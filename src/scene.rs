use std::sync::Arc;

use na::Vector3;

use crate::bvh::{create_bvh_tree, BvhTree};
use crate::camera::Camera;
use crate::geometry::{Fp, Vec3f};
use crate::integrator::Sky;
use crate::material::{Material, MaterialKind};
use crate::surface::Surface;
use crate::texture::{ImageTexture, Perlin};

/// Everything a render needs, built once from a scene description file.
/// The BVH indexes a snapshot of the surfaces; the geometry is immutable
/// for the lifetime of the scene.
#[derive(Debug)]
pub struct Scene {
    pub width: i32,
    pub height: i32,
    pub samples: i32,
    pub ray_depth: i32,
    pub camera: Camera,
    pub sky: Sky,
    pub world: BvhTree,
    pub lights: Vec<Surface>,
}

enum PendingShape {
    Sphere { origin: Vec3f, radius: Fp },
    RectXy { x0: Fp, x1: Fp, y0: Fp, y1: Fp, z: Fp },
    RectXz { x0: Fp, x1: Fp, z0: Fp, z1: Fp, y: Fp },
    RectYz { y0: Fp, y1: Fp, z0: Fp, z1: Fp, x: Fp },
    Box { min: Vec3f, max: Vec3f, rotation: Fp },
}

// accumulates one surface block of the description file until the next
// NEW_* command (or end of file) seals it
struct PendingSurface {
    shape: PendingShape,
    colour: Vec3f,
    kind: String,
    roughness: Fp,
    ior: Fp,
    brightness: Fp,
    metalness: Fp,
    noise: Option<Arc<Perlin>>,
    diffuse_tex: Option<Arc<ImageTexture>>,
    roughness_tex: Option<Arc<ImageTexture>>,
    normal_tex: Option<Arc<ImageTexture>>,
    metal_tex: Option<Arc<ImageTexture>>,
    tiling_x: Fp,
    tiling_y: Fp,
}

impl PendingSurface {
    fn new(shape: PendingShape) -> PendingSurface {
        PendingSurface {
            shape,
            colour: Vec3f::new(1.0, 1.0, 1.0),
            kind: "DIFFUSE".to_string(),
            roughness: 0.0,
            ior: 1.5,
            brightness: 1.0,
            metalness: 0.0,
            noise: None,
            diffuse_tex: None,
            roughness_tex: None,
            normal_tex: None,
            metal_tex: None,
            tiling_x: 1.0,
            tiling_y: 1.0,
        }
    }

    fn build(self) -> Surface {
        let kind = match self.kind.as_str() {
            "DIFFUSE" => MaterialKind::Diffuse,
            "REFLECTIVE" => MaterialKind::Reflective {
                roughness: self.roughness,
            },
            "EMISSIVE" => MaterialKind::Emissive {
                brightness: self.brightness,
            },
            "REFRACTIVE" => MaterialKind::Refractive {
                roughness: self.roughness,
                ior: self.ior,
            },
            "POLISHED" => MaterialKind::Polished {
                roughness: self.roughness,
            },
            "PBR" => MaterialKind::Pbr {
                roughness: self.roughness,
                metalness: self.metalness,
                diffuse_tex: self.diffuse_tex,
                roughness_tex: self.roughness_tex,
                normal_tex: self.normal_tex,
                metal_tex: self.metal_tex,
            },
            other => panic!("Unknown material kind: {}", other),
        };
        let mut material = Material::new(self.colour, kind);
        material.noise = self.noise;
        material.tiling_x = self.tiling_x;
        material.tiling_y = self.tiling_y;
        match self.shape {
            PendingShape::Sphere { origin, radius } => Surface::sphere(origin, radius, material),
            PendingShape::RectXy { x0, x1, y0, y1, z } => {
                Surface::rect_xy(x0, x1, y0, y1, z, material)
            }
            PendingShape::RectXz { x0, x1, z0, z1, y } => {
                Surface::rect_xz(x0, x1, z0, z1, y, material)
            }
            PendingShape::RectYz { y0, y1, z0, z1, x } => {
                Surface::rect_yz(y0, y1, z0, z1, x, material)
            }
            PendingShape::Box { min, max, rotation } => {
                Surface::rotated_box(min, max, rotation, material)
            }
        }
    }
}

fn load_texture(path: &str) -> Arc<ImageTexture> {
    let image = image::open(path)
        .unwrap_or_else(|err| panic!("Failed opening texture {}: {}", path, err))
        .to_rgb8();
    Arc::new(ImageTexture::new(image))
}

pub fn parse_file_content(content: Vec<&str>) -> Scene {
    let mut width = 640;
    let mut height = 480;
    let mut samples = 32;
    let mut ray_depth = 8;
    let mut camera_position = Vec3f::new(0.0, 0.0, 0.0);
    let mut camera_target = Vec3f::new(0.0, 0.0, -1.0);
    let mut camera_fov = 60.0;
    let mut sky = Sky::Gradient {
        top: Vec3f::new(0.5, 0.7, 1.0),
        bottom: Vec3f::new(1.0, 1.0, 1.0),
    };

    let mut surfaces: Vec<Surface> = vec![];
    let mut current_surface: Option<PendingSurface> = None;

    for line in content {
        let tokens: Vec<String> = line.split_whitespace().map(|x| x.to_string()).collect();
        if tokens.is_empty() || tokens[0].starts_with('#') {
            continue;
        }

        let get_scalar = |index: usize| -> Fp { tokens[index].parse().unwrap() };
        let get_vector = |index: usize| -> Vec3f {
            Vector3::new(
                tokens[index].parse().unwrap(),
                tokens[index + 1].parse().unwrap(),
                tokens[index + 2].parse().unwrap(),
            )
        };

        match tokens[0].as_str() {
            "DIMENSIONS" => {
                width = tokens[1].parse().unwrap();
                height = tokens[2].parse().unwrap();
            }
            "SAMPLES" => {
                samples = tokens[1].parse().unwrap();
            }
            "RAY_DEPTH" => {
                ray_depth = tokens[1].parse().unwrap();
            }
            "CAMERA_POSITION" => {
                camera_position = get_vector(1);
            }
            "CAMERA_TARGET" => {
                camera_target = get_vector(1);
            }
            "CAMERA_FOV" => {
                camera_fov = get_scalar(1);
            }
            "SKY_GRADIENT" => {
                sky = Sky::Gradient {
                    top: get_vector(1),
                    bottom: get_vector(4),
                };
            }
            "SKY_COLOR" => {
                sky = Sky::Flat(get_vector(1));
            }
            "SKYBOX" => {
                sky = Sky::Skybox(load_texture(&tokens[1]));
            }
            "NEW_SPHERE" => {
                if let Some(finished) = current_surface.take() {
                    surfaces.push(finished.build());
                }
                current_surface = Some(PendingSurface::new(PendingShape::Sphere {
                    origin: get_vector(1),
                    radius: get_scalar(4),
                }));
            }
            "NEW_RECT_XY" => {
                if let Some(finished) = current_surface.take() {
                    surfaces.push(finished.build());
                }
                current_surface = Some(PendingSurface::new(PendingShape::RectXy {
                    x0: get_scalar(1),
                    x1: get_scalar(2),
                    y0: get_scalar(3),
                    y1: get_scalar(4),
                    z: get_scalar(5),
                }));
            }
            "NEW_RECT_XZ" => {
                if let Some(finished) = current_surface.take() {
                    surfaces.push(finished.build());
                }
                current_surface = Some(PendingSurface::new(PendingShape::RectXz {
                    x0: get_scalar(1),
                    x1: get_scalar(2),
                    z0: get_scalar(3),
                    z1: get_scalar(4),
                    y: get_scalar(5),
                }));
            }
            "NEW_RECT_YZ" => {
                if let Some(finished) = current_surface.take() {
                    surfaces.push(finished.build());
                }
                current_surface = Some(PendingSurface::new(PendingShape::RectYz {
                    y0: get_scalar(1),
                    y1: get_scalar(2),
                    z0: get_scalar(3),
                    z1: get_scalar(4),
                    x: get_scalar(5),
                }));
            }
            "NEW_BOX" => {
                if let Some(finished) = current_surface.take() {
                    surfaces.push(finished.build());
                }
                current_surface = Some(PendingSurface::new(PendingShape::Box {
                    min: get_vector(1),
                    max: get_vector(4),
                    rotation: get_scalar(7),
                }));
            }
            "COLOR" => {
                current_surface.as_mut().unwrap().colour = get_vector(1);
            }
            "MATERIAL" => {
                current_surface.as_mut().unwrap().kind = tokens[1].to_uppercase();
            }
            "ROUGHNESS" => {
                current_surface.as_mut().unwrap().roughness = get_scalar(1);
            }
            "IOR" => {
                current_surface.as_mut().unwrap().ior = get_scalar(1);
            }
            "BRIGHTNESS" => {
                current_surface.as_mut().unwrap().brightness = get_scalar(1);
            }
            "TILING" => {
                let pending = current_surface.as_mut().unwrap();
                pending.tiling_x = get_scalar(1);
                pending.tiling_y = get_scalar(2);
            }
            "METALNESS" => {
                current_surface.as_mut().unwrap().metalness = get_scalar(1);
            }
            "NOISE" => {
                let nodes = tokens[1].parse().unwrap();
                current_surface.as_mut().unwrap().noise =
                    Some(Arc::new(Perlin::new(nodes, &mut rand::thread_rng())));
            }
            "DIFFUSE_TEX" => {
                current_surface.as_mut().unwrap().diffuse_tex = Some(load_texture(&tokens[1]));
            }
            "ROUGHNESS_TEX" => {
                current_surface.as_mut().unwrap().roughness_tex = Some(load_texture(&tokens[1]));
            }
            "NORMAL_TEX" => {
                current_surface.as_mut().unwrap().normal_tex = Some(load_texture(&tokens[1]));
            }
            "METAL_TEX" => {
                current_surface.as_mut().unwrap().metal_tex = Some(load_texture(&tokens[1]));
            }
            _ => {
                // ignore unknown command
            }
        }
    }
    if let Some(finished) = current_surface.take() {
        surfaces.push(finished.build());
    }

    // emissive surfaces double as next-event-estimation targets
    let lights: Vec<Surface> = surfaces
        .iter()
        .filter(|surface| surface.material().is_emissive())
        .cloned()
        .collect();
    log::info!(
        "parsed scene: {} surfaces, {} lights, {}x{} at {} samples",
        surfaces.len(),
        lights.len(),
        width,
        height,
        samples
    );

    let camera = Camera::new(
        camera_position,
        camera_target,
        camera_fov,
        width as Fp / height as Fp,
    );
    Scene {
        width,
        height,
        samples,
        ray_depth,
        camera,
        sky,
        world: create_bvh_tree(surfaces),
        lights,
    }
}
#[test]
fn miss_returns_sky_term() {
    let tree = create_bvh_tree(vec![]);
    let sky = Sky::Gradient {
        top: Vec3f::new(0.5, 0.7, 1.0),
        bottom: Vec3f::new(1.0, 1.0, 1.0),
    };
    let mut rng = test_rng();
    let up = Ray::new(Vec3f::zeros(), Vec3f::new(0.0, 1.0, 0.0));
    let colour = intersect_world(&up, &tree, 0.0, FP_INF, 5, &[], &sky, &mut rng);
    assert!((colour - Vec3f::new(0.5, 0.7, 1.0)).norm() < TEST_EPS);
    let down = Ray::new(Vec3f::zeros(), Vec3f::new(0.0, -1.0, 0.0));
    let colour = intersect_world(&down, &tree, 0.0, FP_INF, 5, &[], &sky, &mut rng);
    assert!((colour - Vec3f::new(1.0, 1.0, 1.0)).norm() < TEST_EPS);
}

#[test]
fn sky_terms_are_non_negative() {
    let sky = Sky::Gradient {
        top: Vec3f::new(0.5, 0.7, 1.0),
        bottom: Vec3f::new(1.0, 1.0, 1.0),
    };
    let mut rng = test_rng();
    for _ in 0..1000 {
        let colour = sky.colour(&random_unit_vector(&mut rng));
        assert!(colour.x >= 0.0 && colour.y >= 0.0 && colour.z >= 0.0);
    }
}

#[test]
fn emissive_hit_is_terminal() {
    let tree = create_bvh_tree(vec![Surface::sphere(
        Vec3f::new(0.0, 0.0, -10.0),
        3.0,
        Material::emissive(Vec3f::new(1.0, 0.8, 0.6), 5.0),
    )]);
    let ray = Ray::new(Vec3f::zeros(), Vec3f::new(0.0, 0.0, -1.0));
    let mut rng = test_rng();
    let colour = intersect_world(&ray, &tree, 0.0, FP_INF, 4, &[], &black_sky(), &mut rng);
    assert!((colour - Vec3f::new(5.0, 4.0, 3.0)).norm() < TEST_EPS);
}
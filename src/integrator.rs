use std::sync::Arc;

use rand::Rng;

use crate::bvh::BvhTree;
use crate::geometry::{
    clamp_vector, mix_colours, reflect, reflectance, refract, Fp, Hit, Ray, Vec3f, FP_INF,
    SHADOW_ACNE_EPS,
};
use crate::material::MaterialKind;
use crate::sampling::{lambertian_direction, light_pdf, perturb_normal};
use crate::surface::{Hittable, Surface};
use crate::texture::ImageTexture;

// generous, non-physical radiance ceiling that keeps pdf-divided samples
// from blowing out single pixels while still allowing HDR emission
static MAX_RADIANCE: Fp = 4880.0;

// Schlick ratio used for the clear-coat and non-metal Fresnel lobes
static DIELECTRIC_RATIO: Fp = 1.0 / 1.5;

/// Colour returned when a ray escapes the scene.
#[derive(Clone, Debug)]
pub enum Sky {
    Gradient { top: Vec3f, bottom: Vec3f },
    Flat(Vec3f),
    Skybox(Arc<ImageTexture>),
}

impl Sky {
    pub fn colour(&self, direction: &Vec3f) -> Vec3f {
        match self {
            Sky::Gradient { top, bottom } => {
                let t = 0.5 * (direction.y + 1.0);
                bottom + (top - bottom) * t
            }
            Sky::Flat(colour) => *colour,
            Sky::Skybox(texture) => {
                let pi = std::f64::consts::PI;
                let theta = Fp::acos((-direction.y).clamp(-1.0, 1.0));
                let phi = Fp::atan2(-direction.z, direction.x) + pi;
                texture.get_pixel(phi / (2.0 * pi), theta / pi)
            }
        }
    }
}

// material parameters after texture resolution at the hit point
struct ShadingPoint {
    albedo: Vec3f,
    roughness: Fp,
    metalness: Fp,
    normal: Vec3f,
}

/// Recursive light-transport estimator: returns a single radiance sample
/// for the given ray. The caller owns accumulation and display mapping.
pub fn intersect_world<R: Rng>(
    ray: &Ray,
    world: &BvhTree,
    t_min: Fp,
    t_max: Fp,
    depth: i32,
    lights: &[Surface],
    sky: &Sky,
    rng: &mut R,
) -> Vec3f {
    // out of bounces: the path is absorbed
    if depth < 1 {
        return Vec3f::zeros();
    }
    let hit = match world.hit(ray, t_min, t_max) {
        Some(hit) => hit,
        None => return sky.colour(&ray.direction),
    };
    let point = resolve_shading_point(&hit);

    match &hit.material.kind {
        MaterialKind::Diffuse => {
            let (incoming, pdf) = diffuse_bounce(&hit, &point.normal, world, depth, lights, sky, rng);
            clamp_vector(
                &(mix_colours(&point.albedo, &(incoming * 0.5)) / pdf),
                0.0,
                MAX_RADIANCE,
            )
        }
        MaterialKind::Reflective { roughness } => {
            let normal = perturb_normal(&point.normal, *roughness, rng);
            let scattered = Ray::new(hit.point, reflect(&ray.direction, &normal));
            // an ideal mirror loses no energy, so no 0.5 attenuation here
            let incoming = intersect_world(
                &scattered,
                world,
                SHADOW_ACNE_EPS,
                FP_INF,
                depth - 1,
                lights,
                sky,
                rng,
            );
            mix_colours(&point.albedo, &incoming)
        }
        MaterialKind::Emissive { brightness } => point.albedo * *brightness,
        MaterialKind::Refractive { roughness, ior } => {
            let ratio = if hit.front_face { 1.0 / ior } else { *ior };
            let normal = perturb_normal(&point.normal, *roughness, rng);
            let scattered = Ray::new(
                hit.point,
                refraction_direction(&ray.direction, &normal, ratio, rng),
            );
            let incoming = intersect_world(
                &scattered,
                world,
                SHADOW_ACNE_EPS,
                FP_INF,
                depth - 1,
                lights,
                sky,
                rng,
            );
            mix_colours(&point.albedo, &incoming)
        }
        MaterialKind::Polished { roughness } => {
            let (incoming, pdf) = diffuse_bounce(&hit, &point.normal, world, depth, lights, sky, rng);
            let mut colour = mix_colours(&point.albedo, &(incoming * 0.5));
            let cos_theta = Fp::min((-ray.direction).dot(&point.normal), 1.0);
            if reflectance(cos_theta, DIELECTRIC_RATIO) > rng.gen() {
                let normal = perturb_normal(&point.normal, *roughness, rng);
                let scattered = Ray::new(hit.point, reflect(&ray.direction, &normal));
                colour += intersect_world(
                    &scattered,
                    world,
                    SHADOW_ACNE_EPS,
                    FP_INF,
                    depth - 1,
                    lights,
                    sky,
                    rng,
                );
            }
            clamp_vector(&(colour / pdf), 0.0, MAX_RADIANCE)
        }
        MaterialKind::Pbr { .. } => {
            let normal = perturb_normal(&point.normal, point.roughness, rng);
            let scattered = Ray::new(hit.point, reflect(&ray.direction, &normal));
            let reflection = intersect_world(
                &scattered,
                world,
                SHADOW_ACNE_EPS,
                FP_INF,
                depth - 1,
                lights,
                sky,
                rng,
            );
            let (incoming, pdf) = diffuse_bounce(&hit, &point.normal, world, depth, lights, sky, rng);
            let diffuse = clamp_vector(
                &(mix_colours(&point.albedo, &(incoming * 0.5)) / pdf),
                0.0,
                MAX_RADIANCE,
            );
            // metal lobe is tinted by the albedo, dielectric lobe is not
            let mut colour = diffuse * (1.0 - point.metalness)
                + mix_colours(&point.albedo, &reflection) * point.metalness;
            let cos_theta = Fp::min((-ray.direction).dot(&point.normal), 1.0);
            if reflectance(cos_theta, DIELECTRIC_RATIO) > rng.gen() {
                colour += reflection * (1.0 - point.metalness);
            }
            clamp_vector(&colour, 0.0, MAX_RADIANCE)
        }
    }
}

// picks the outgoing direction at a refractive boundary: total internal
// reflection forces the mirror branch, otherwise the Schlick term chooses
// reflect vs refract stochastically
pub fn refraction_direction<R: Rng>(
    direction: &Vec3f,
    normal: &Vec3f,
    ratio: Fp,
    rng: &mut R,
) -> Vec3f {
    let cos_theta = Fp::min((-direction).dot(normal), 1.0);
    let sin_theta = (1.0 - cos_theta * cos_theta).sqrt();
    let cannot_refract = ratio * sin_theta > 1.0;
    if cannot_refract || reflectance(cos_theta, ratio) > rng.gen() {
        reflect(direction, normal)
    } else {
        refract(direction, normal, ratio)
    }
}

// lambertian scatter with stochastic next-event estimation: half the time
// (per sample) the bounce is redirected at a random light's surface point,
// and the returned pdf unbiases that choice
fn diffuse_bounce<R: Rng>(
    hit: &Hit<'_>,
    normal: &Vec3f,
    world: &BvhTree,
    depth: i32,
    lights: &[Surface],
    sky: &Sky,
    rng: &mut R,
) -> (Vec3f, Fp) {
    let mut target = lambertian_direction(normal, rng);
    let mut pdf = 1.0;
    if !lights.is_empty() && rng.gen_bool(0.5) {
        let light = &lights[rng.gen_range(0..lights.len())];
        let light_point = light.sample_point(rng);
        let weight = light_pdf(&hit.point, normal, &light_point, light.light_radius());
        // lights behind the surface keep the ordinary lambertian target
        if weight > 0.0 {
            target = light_point - hit.point;
            pdf = weight;
        }
    }
    let scattered = Ray::new(hit.point, target);
    let incoming = intersect_world(
        &scattered,
        world,
        SHADOW_ACNE_EPS,
        FP_INF,
        depth - 1,
        lights,
        sky,
        rng,
    );
    (incoming, pdf)
}

fn resolve_shading_point(hit: &Hit<'_>) -> ShadingPoint {
    let material = hit.material;
    let u = hit.u * material.tiling_x;
    let v = hit.v * material.tiling_y;

    let mut albedo = material.colour;
    if let Some(noise) = &material.noise {
        albedo *= noise.get(u, v);
    }

    match &material.kind {
        MaterialKind::Pbr {
            roughness,
            metalness,
            diffuse_tex,
            roughness_tex,
            normal_tex,
            metal_tex,
        } => {
            if let Some(texture) = diffuse_tex {
                albedo = mix_colours(&albedo, &texture.get_pixel(u, v));
            }
            let roughness = match roughness_tex {
                Some(texture) => texture.get_pixel(u, v).x,
                None => *roughness,
            };
            let metalness = match metal_tex {
                Some(texture) => texture.get_pixel(u, v).x,
                None => *metalness,
            };
            let normal = match normal_tex {
                Some(texture) => apply_normal_map(&hit.normal, &texture.get_pixel(u, v)),
                None => hit.normal,
            };
            ShadingPoint {
                albedo,
                roughness,
                metalness,
                normal,
            }
        }
        MaterialKind::Reflective { roughness }
        | MaterialKind::Refractive { roughness, .. }
        | MaterialKind::Polished { roughness } => ShadingPoint {
            albedo,
            roughness: *roughness,
            metalness: 0.0,
            normal: hit.normal,
        },
        _ => ShadingPoint {
            albedo,
            roughness: 0.0,
            metalness: 0.0,
            normal: hit.normal,
        },
    }
}

// remaps a tangent-space normal sample through an ad-hoc orthonormal basis
// around the geometric normal
fn apply_normal_map(normal: &Vec3f, sample: &Vec3f) -> Vec3f {
    let tangent_space = sample * 2.0 - Vec3f::new(1.0, 1.0, 1.0);
    let helper = if normal.x.abs() > 0.9 {
        Vec3f::new(0.0, 1.0, 0.0)
    } else {
        Vec3f::new(1.0, 0.0, 0.0)
    };
    let tangent = normal.cross(&helper).normalize();
    let bitangent = normal.cross(&tangent);
    (tangent * tangent_space.x + bitangent * tangent_space.y + normal * tangent_space.z).normalize()
}
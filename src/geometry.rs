use na::Vector3;

pub type Fp = f64;
pub type Vec3f = Vector3<Fp>;

pub static EPS: Fp = 0.00001;
pub static FP_INF: Fp = Fp::INFINITY;
pub static FP_NEG_INF: Fp = Fp::NEG_INFINITY;

// t_min used on every recursive bounce to avoid self-intersection
pub static SHADOW_ACNE_EPS: Fp = 0.001;

#[derive(Clone, Debug)]
pub struct Ray {
    pub origin: Vec3f,
    pub direction: Vec3f,
    // reciprocal of the direction, with 0 standing in for axis-parallel
    // components. A 0 here means "no bound on this axis" for slab tests,
    // never a value to divide with.
    pub inv_direction: Vec3f,
}

impl Ray {
    pub fn new(origin: Vec3f, direction: Vec3f) -> Ray {
        let direction = direction.normalize();
        let recip = |d: Fp| if d == 0.0 { 0.0 } else { 1.0 / d };
        Ray {
            origin,
            direction,
            inv_direction: Vec3f::new(recip(direction.x), recip(direction.y), recip(direction.z)),
        }
    }

    pub fn at(&self, t: Fp) -> Vec3f {
        self.origin + self.direction * t
    }
}

// everything the integrator needs to know about the nearest intersection;
// built per test and consumed immediately, never stored
#[derive(Clone)]
pub struct Hit<'a> {
    pub t: Fp,
    pub point: Vec3f,
    pub normal: Vec3f,
    pub front_face: bool,
    pub material: &'a crate::material::Material,
    pub u: Fp,
    pub v: Fp,
}

// orients an outward normal against the incoming ray, reporting whether the
// geometric normal already opposed it
pub fn face_normal(ray: &Ray, outward_normal: Vec3f) -> (Vec3f, bool) {
    if ray.direction.dot(&outward_normal) < 0.0 {
        (outward_normal, true)
    } else {
        (-outward_normal, false)
    }
}

pub fn reflect(vec: &Vec3f, normal: &Vec3f) -> Vec3f {
    vec - normal * (normal.dot(vec) * 2.0)
}

// Snell refraction of a unit direction for the given ratio of indices
pub fn refract(direction: &Vec3f, normal: &Vec3f, ratio: Fp) -> Vec3f {
    let cos_theta = Fp::min((-direction).dot(normal), 1.0);
    let out_perp = (direction + normal * cos_theta) * ratio;
    let out_parallel = normal * (-(1.0 - out_perp.norm_squared()).abs().sqrt());
    out_perp + out_parallel
}

// Schlick's approximation of Fresnel reflectance
pub fn reflectance(cos_theta: Fp, ratio: Fp) -> Fp {
    let r0 = ((1.0 - ratio) / (1.0 + ratio)).powi(2);
    r0 + (1.0 - r0) * (1.0 - cos_theta).powi(5)
}

// component-wise colour product
pub fn mix_colours(a: &Vec3f, b: &Vec3f) -> Vec3f {
    a.component_mul(b)
}

pub fn clamp_vector(vec: &Vec3f, min: Fp, max: Fp) -> Vec3f {
    Vec3f::new(
        vec.x.clamp(min, max),
        vec.y.clamp(min, max),
        vec.z.clamp(min, max),
    )
}

pub fn to_radians(degrees: Fp) -> Fp {
    degrees * (std::f64::consts::PI / 180.0)
}
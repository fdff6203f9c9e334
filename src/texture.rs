use crate::geometry::{Fp, Vec3f};
use image::RgbImage;
use rand::Rng;

// linear interpolator shared by both samplers
fn interpolate(val: Fp, a: Fp, b: Fp) -> Fp {
    a + val * (b - a)
}

/// Image-backed texture sampled by UV with wraparound addressing and
/// bilinear filtering. Channel values come back in [0, 1].
#[derive(Debug)]
pub struct ImageTexture {
    width: u32,
    height: u32,
    data: RgbImage,
}

impl ImageTexture {
    pub fn new(image: RgbImage) -> ImageTexture {
        ImageTexture {
            width: image.width(),
            height: image.height(),
            data: image,
        }
    }

    pub fn get_pixel(&self, u: Fp, v: Fp) -> Vec3f {
        let ul = (u * self.width as Fp).rem_euclid(self.width as Fp);
        let vl = (v * self.height as Fp).rem_euclid(self.height as Fp);
        let x = ul.floor() as u32;
        let y = vl.floor() as u32;
        // neighbour indices wrap to the opposite edge
        let x1 = if x + 1 > self.width - 1 { 0 } else { x + 1 };
        let y1 = if y + 1 > self.height - 1 { 0 } else { y + 1 };

        let ix = ul - x as Fp;
        let iy = vl - y as Fp;

        let texel = |x: u32, y: u32, channel: usize| self.data.get_pixel(x, y).0[channel] as Fp;
        let mut channels = [0.0; 3];
        for (channel, value) in channels.iter_mut().enumerate() {
            let left = interpolate(iy, texel(x, y, channel), texel(x, y1, channel));
            let right = interpolate(iy, texel(x1, y, channel), texel(x1, y1, channel));
            *value = interpolate(ix, left, right) / 255.0;
        }
        Vec3f::new(channels[0], channels[1], channels[2])
    }
}

/// 2D gradient noise over a fixed grid of random unit gradients, sampled
/// with wraparound and smoothstep-faded interpolation. Returns values
/// in [0, 1].
#[derive(Debug)]
pub struct Perlin {
    nodes: usize,
    grid: Vec<(Fp, Fp)>,
}

impl Perlin {
    pub fn new(nodes: usize, rng: &mut impl Rng) -> Perlin {
        let mut grid = Vec::with_capacity(nodes * nodes);
        for _ in 0..nodes * nodes {
            let theta: Fp = rng.gen_range(0.0..std::f64::consts::TAU);
            grid.push((theta.cos(), theta.sin()));
        }
        Perlin { nodes, grid }
    }

    pub fn get(&self, x: Fp, y: Fp) -> Fp {
        let x = x.abs();
        let y = y.abs();
        let x0 = x.floor();
        let y0 = y.floor();

        let top_left = self.dot_grid(x, y, x0, y0);
        let top_right = self.dot_grid(x, y, x0 + 1.0, y0);
        let bottom_left = self.dot_grid(x, y, x0, y0 + 1.0);
        let bottom_right = self.dot_grid(x, y, x0 + 1.0, y0 + 1.0);

        let fx = fade(x - x0);
        let fy = fade(y - y0);
        let v1 = interpolate(fy, top_left, bottom_left);
        let v2 = interpolate(fy, top_right, bottom_right);
        let intensity = interpolate(fx, v1, v2);

        // gradient dot products live in roughly [-1, 1]; remap for colour use
        ((intensity + 1.0) / 2.0).clamp(0.0, 1.0)
    }

    fn dot_grid(&self, x: Fp, y: Fp, grid_x: Fp, grid_y: Fp) -> Fp {
        let gx = (grid_x as usize) % self.nodes;
        let gy = (grid_y as usize) % self.nodes;
        let gradient = self.grid[gy * self.nodes + gx];
        let (dx, dy) = (x - grid_x, y - grid_y);
        dx * gradient.0 + dy * gradient.1
    }
}

// smoothstep fade so cell boundaries have zero derivative
fn fade(t: Fp) -> Fp {
    t * t * (3.0 - 2.0 * t)
}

—————

> WORK REQUIRED: Where a line in the material contains "Polished", copy that line.

> RESPONSE:
            "POLISHED" => MaterialKind::Polished {
        MaterialKind::Polished { roughness } => {
        | MaterialKind::Polished { roughness } => ShadingPoint {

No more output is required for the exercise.